Source data -
○ ○ ○
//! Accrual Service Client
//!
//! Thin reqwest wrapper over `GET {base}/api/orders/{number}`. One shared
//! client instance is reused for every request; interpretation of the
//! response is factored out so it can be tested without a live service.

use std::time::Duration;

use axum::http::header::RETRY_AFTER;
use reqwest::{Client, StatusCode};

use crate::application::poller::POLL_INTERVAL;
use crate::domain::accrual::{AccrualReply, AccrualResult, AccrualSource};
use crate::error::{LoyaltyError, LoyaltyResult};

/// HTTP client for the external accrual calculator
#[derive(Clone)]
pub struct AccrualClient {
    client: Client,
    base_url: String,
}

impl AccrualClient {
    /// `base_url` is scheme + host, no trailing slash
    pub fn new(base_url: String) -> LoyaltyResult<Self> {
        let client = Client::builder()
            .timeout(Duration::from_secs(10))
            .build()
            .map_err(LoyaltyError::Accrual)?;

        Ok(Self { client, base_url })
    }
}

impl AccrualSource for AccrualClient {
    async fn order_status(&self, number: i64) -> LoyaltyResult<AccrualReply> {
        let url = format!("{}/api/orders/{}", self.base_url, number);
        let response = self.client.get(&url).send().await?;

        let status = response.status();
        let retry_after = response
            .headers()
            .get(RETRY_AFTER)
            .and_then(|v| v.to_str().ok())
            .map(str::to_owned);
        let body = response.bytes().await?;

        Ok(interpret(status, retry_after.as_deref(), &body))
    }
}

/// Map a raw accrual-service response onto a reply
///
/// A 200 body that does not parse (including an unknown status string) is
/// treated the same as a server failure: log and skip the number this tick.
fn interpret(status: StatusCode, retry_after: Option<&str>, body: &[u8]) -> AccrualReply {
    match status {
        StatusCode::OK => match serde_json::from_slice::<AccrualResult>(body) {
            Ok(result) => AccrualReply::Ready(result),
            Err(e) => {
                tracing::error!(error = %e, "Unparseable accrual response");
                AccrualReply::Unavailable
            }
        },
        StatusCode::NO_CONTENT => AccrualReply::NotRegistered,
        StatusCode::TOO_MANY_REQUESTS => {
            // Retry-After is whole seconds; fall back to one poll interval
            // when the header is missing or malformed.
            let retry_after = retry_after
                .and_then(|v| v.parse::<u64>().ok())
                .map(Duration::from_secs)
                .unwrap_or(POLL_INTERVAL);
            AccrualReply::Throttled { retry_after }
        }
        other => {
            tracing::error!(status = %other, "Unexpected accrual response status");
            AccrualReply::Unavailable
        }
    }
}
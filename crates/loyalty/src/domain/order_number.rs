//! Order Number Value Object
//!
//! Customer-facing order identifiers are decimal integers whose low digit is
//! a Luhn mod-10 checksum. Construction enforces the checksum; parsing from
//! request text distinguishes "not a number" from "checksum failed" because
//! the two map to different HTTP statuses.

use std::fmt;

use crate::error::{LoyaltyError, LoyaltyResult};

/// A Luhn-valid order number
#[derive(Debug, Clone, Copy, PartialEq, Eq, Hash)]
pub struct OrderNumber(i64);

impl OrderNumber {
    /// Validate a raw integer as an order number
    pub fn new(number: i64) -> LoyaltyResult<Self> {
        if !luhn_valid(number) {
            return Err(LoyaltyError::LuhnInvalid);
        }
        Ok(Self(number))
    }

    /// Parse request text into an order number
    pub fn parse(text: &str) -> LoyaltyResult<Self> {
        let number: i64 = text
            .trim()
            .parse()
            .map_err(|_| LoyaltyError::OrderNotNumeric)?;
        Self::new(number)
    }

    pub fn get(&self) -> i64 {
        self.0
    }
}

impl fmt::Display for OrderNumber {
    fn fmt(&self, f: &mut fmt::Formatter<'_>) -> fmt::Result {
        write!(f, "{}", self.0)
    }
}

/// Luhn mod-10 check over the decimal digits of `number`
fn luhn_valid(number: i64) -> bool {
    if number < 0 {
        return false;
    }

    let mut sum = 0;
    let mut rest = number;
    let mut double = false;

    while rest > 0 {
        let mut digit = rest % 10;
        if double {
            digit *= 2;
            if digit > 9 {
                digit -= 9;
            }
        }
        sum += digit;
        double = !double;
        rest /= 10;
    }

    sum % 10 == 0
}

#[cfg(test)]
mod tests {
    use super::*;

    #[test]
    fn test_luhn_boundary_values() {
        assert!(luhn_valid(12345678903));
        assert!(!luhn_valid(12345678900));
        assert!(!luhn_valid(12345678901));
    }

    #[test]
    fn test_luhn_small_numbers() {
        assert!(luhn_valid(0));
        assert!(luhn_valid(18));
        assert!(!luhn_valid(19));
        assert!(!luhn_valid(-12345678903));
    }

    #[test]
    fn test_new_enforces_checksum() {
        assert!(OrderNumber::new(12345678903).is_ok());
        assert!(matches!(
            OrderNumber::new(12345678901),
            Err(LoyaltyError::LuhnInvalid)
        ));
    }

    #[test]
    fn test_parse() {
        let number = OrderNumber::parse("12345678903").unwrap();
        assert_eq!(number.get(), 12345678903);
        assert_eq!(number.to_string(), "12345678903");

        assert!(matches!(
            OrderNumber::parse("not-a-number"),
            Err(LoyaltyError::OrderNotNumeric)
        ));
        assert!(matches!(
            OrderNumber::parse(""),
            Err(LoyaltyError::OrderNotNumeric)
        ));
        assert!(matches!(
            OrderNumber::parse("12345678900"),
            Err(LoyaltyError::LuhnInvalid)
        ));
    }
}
○ ○ ○
Task statement - Return all of the lines above exactly, with none omitted.

Result for this task -
//! Accrual Service Client
//!
//! Thin reqwest wrapper over `GET {base}/api/orders/{number}`. One shared
//! client instance is reused for every request; interpretation of the
//! response is factored out so it can be tested without a live service.

use std::time::Duration;

use axum::http::header::RETRY_AFTER;
use reqwest::{Client, StatusCode};

use crate::application::poller::POLL_INTERVAL;
use crate::domain::accrual::{AccrualReply, AccrualResult, AccrualSource};
use crate::error::{LoyaltyError, LoyaltyResult};

/// HTTP client for the external accrual calculator
#[derive(Clone)]
pub struct AccrualClient {
    client: Client,
    base_url: String,
}

impl AccrualClient {
    /// `base_url` is scheme + host, no trailing slash
    pub fn new(base_url: String) -> LoyaltyResult<Self> {
        let client = Client::builder()
            .timeout(Duration::from_secs(10))
            .build()
            .map_err(LoyaltyError::Accrual)?;

        Ok(Self { client, base_url })
    }
}

impl AccrualSource for AccrualClient {
    async fn order_status(&self, number: i64) -> LoyaltyResult<AccrualReply> {
        let url = format!("{}/api/orders/{}", self.base_url, number);
        let response = self.client.get(&url).send().await?;

        let status = response.status();
        let retry_after = response
            .headers()
            .get(RETRY_AFTER)
            .and_then(|v| v.to_str().ok())
            .map(str::to_owned);
        let body = response.bytes().await?;

        Ok(interpret(status, retry_after.as_deref(), &body))
    }
}

/// Map a raw accrual-service response onto a reply
///
/// A 200 body that does not parse (including an unknown status string) is
/// treated the same as a server failure: log and skip the number this tick.
fn interpret(status: StatusCode, retry_after: Option<&str>, body: &[u8]) -> AccrualReply {
    match status {
        StatusCode::OK => match serde_json::from_slice::<AccrualResult>(body) {
            Ok(result) => AccrualReply::Ready(result),
            Err(e) => {
                tracing::error!(error = %e, "Unparseable accrual response");
                AccrualReply::Unavailable
            }
        },
        StatusCode::NO_CONTENT => AccrualReply::NotRegistered,
        StatusCode::TOO_MANY_REQUESTS => {
            // Retry-After is whole seconds; fall back to one poll interval
            // when the header is missing or malformed.
            let retry_after = retry_after
                .and_then(|v| v.parse::<u64>().ok())
                .map(Duration::from_secs)
                .unwrap_or(POLL_INTERVAL);
            AccrualReply::Throttled { retry_after }
        }
        other => {
            tracing::error!(status = %other, "Unexpected accrual response status");
            AccrualReply::Unavailable
        }
    }
}
filename crates/loyalty/src/domain/order_number.rs
//! Order Number Value Object
//!
//! Customer-facing order identifiers are decimal integers whose low digit is
//! a Luhn mod-10 checksum. Construction enforces the checksum; parsing from
//! request text distinguishes "not a number" from "checksum failed" because
//! the two map to different HTTP statuses.

use std::fmt;

use crate::error::{LoyaltyError, LoyaltyResult};

/// A Luhn-valid order number
#[derive(Debug, Clone, Copy, PartialEq, Eq, Hash)]
pub struct OrderNumber(i64);

impl OrderNumber {
    /// Validate a raw integer as an order number
    pub fn new(number: i64) -> LoyaltyResult<Self> {
        if !luhn_valid(number) {
            return Err(LoyaltyError::LuhnInvalid);
        }
        Ok(Self(number))
    }

    /// Parse request text into an order number
    pub fn parse(text: &str) -> LoyaltyResult<Self> {
        let number: i64 = text
            .trim()
            .parse()
            .map_err(|_| LoyaltyError::OrderNotNumeric)?;
        Self::new(number)
    }

    pub fn get(&self) -> i64 {
        self.0
    }
}

impl fmt::Display for OrderNumber {
    fn fmt(&self, f: &mut fmt::Formatter<'_>) -> fmt::Result {
        write!(f, "{}", self.0)
    }
}

/// Luhn mod-10 check over the decimal digits of `number`
fn luhn_valid(number: i64) -> bool {
    if number < 0 {
        return false;
    }

    let mut sum = 0;
    let mut rest = number;
    let mut double = false;

    while rest > 0 {
        let mut digit = rest % 10;
        if double {
            digit *= 2;
            if digit > 9 {
                digit -= 9;
            }
        }
        sum += digit;
        double = !double;
        rest /= 10;
    }

    sum % 10 == 0
}

#[cfg(test)]
mod tests {
    use super::*;

    #[test]
    fn test_luhn_boundary_values() {
        assert!(luhn_valid(12345678903));
        assert!(!luhn_valid(12345678900));
        assert!(!luhn_valid(12345678901));
    }

    #[test]
    fn test_luhn_small_numbers() {
        assert!(luhn_valid(0));
        assert!(luhn_valid(18));
        assert!(!luhn_valid(19));
        assert!(!luhn_valid(-12345678903));
    }

    #[test]
    fn test_new_enforces_checksum() {
        assert!(OrderNumber::new(12345678903).is_ok());
        assert!(matches!(
            OrderNumber::new(12345678901),
            Err(LoyaltyError::LuhnInvalid)
        ));
    }

    #[test]
    fn test_parse() {
        let number = OrderNumber::parse("12345678903").unwrap();
        assert_eq!(number.get(), 12345678903);
        assert_eq!(number.to_string(), "12345678903");

        assert!(matches!(
            OrderNumber::parse("not-a-number"),
            Err(LoyaltyError::OrderNotNumeric)
        ));
        assert!(matches!(
            OrderNumber::parse(""),
            Err(LoyaltyError::OrderNotNumeric)
        ));
        assert!(matches!(
            OrderNumber::parse("12345678900"),
            Err(LoyaltyError::LuhnInvalid)
        ));
    }
}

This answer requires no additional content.